Lockheed Martin, Korea Aerospace Industries, and Red 6 announced today that they have begun developing engineering solutions and a technology roadmap to establish a path for Red 6’s Advanced Tactical Augmented Reality System (ATARS) implementation into the T-50 platform and associated ground-based training systems.
A T-50 demonstration and the Red 6 ATARS technology, which is electronically networked with the Lockheed Martin Prepar3D software simulation suite, are part of the initial technology integration. With the help of an early technical solution, Lockheed Martin and Red 6 gain more practice integrating simulations that may later be used as embedded training for the T-50 programme and ground-based training systems.
ATARS is an all-domain, multi-node augmented reality (AR) system that offers several users a full-featured outdoor synthetic training environment. Red 6 technology enables pilots to enter realistic, scalable in range and ratio, secure, simulated training environments while airborne in the most dynamic of outdoor environments, allowing them to experience the cognitive loads of physically flying airplanes while capturing the value of synthetics.

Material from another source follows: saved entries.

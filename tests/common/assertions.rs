// SPDX-License-Identifier: Apache-2.0
// Copyright 2025 itsakeyfut
//
// Licensed under the Apache License, Version 2.0 (the "License");
// you may not use this file except in compliance with the License.
// You may obtain a copy of the License at
//
//     http://www.apache.org/licenses/LICENSE-2.0
//
// Unless required by applicable law or agreed to in writing, software
// distributed under the License is distributed on an "AS IS" BASIS,
// WITHOUT WARRANTIES OR CONDITIONS OF ANY KIND, either express or implied.
// See the License for the specific language governing permissions and
// limitations under the License.

//! Custom assertions for machine testing

use vmcore::core::cpu::CPU;
use vmcore::core::Machine;

/// Assert CPU register has expected value
#[allow(dead_code)]
pub fn assert_cpu_reg(cpu: &CPU, reg: u8, expected: u32) {
    let actual = cpu.reg(reg);
    assert_eq!(
        actual, expected,
        "Register ${} mismatch: expected 0x{:08X}, got 0x{:08X}",
        reg, expected, actual
    );
}

/// Assert RAM holds `expected` at physical address `paddr`
#[allow(dead_code)]
pub fn assert_memory_word(machine: &Machine, paddr: u32, expected: u32) {
    let actual = machine.bus().peek32(paddr);
    assert_eq!(
        actual,
        Some(expected),
        "Memory at 0x{:08X} mismatch: expected 0x{:08X}, got {:08X?}",
        paddr,
        expected,
        actual
    );
}

/// Assert two machines are in the same architectural state
#[allow(dead_code)]
pub fn assert_same_state(a: &Machine, b: &Machine) {
    assert_eq!(a.cycles(), b.cycles(), "cycle counts differ");
    assert_eq!(a.cpu().state(), b.cpu().state(), "CPU states differ");
    let ram_a = a.bus().read_bytes(0, 0x1_0000);
    let ram_b = b.bus().read_bytes(0, 0x1_0000);
    assert!(ram_a == ram_b, "RAM contents differ");
}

Burnett noted that the T-50 programme is still in demand on a global scale. For three upcoming missions—tactical training, adversary air support, and tactical fighter surrogate—Lockheed Martin has submitted the TF-50A variant to the U.S. Air Force’s trainer programme. With further upgrades like as radar, an electronic warfare system, a tactical data connection, and other features to suit Air Combat Command requirements, the TF-50A is outfitted as a light attack fighter/trainer.
The TF-50N variant was another submission by Lockheed Martin for the U.S. Navy’s trainer programme. A variety of U.S. Navy missions, such as pilot landing qualification, hostile air, training/chase, and tactical surrogate, can be successfully accomplished with the TF-50N’s special configuration.
Although the ATARS system is primarily intended for the T-50 programme, existing Lockheed Martin platforms like the F-16, F-22, and F-35 may potentially use it.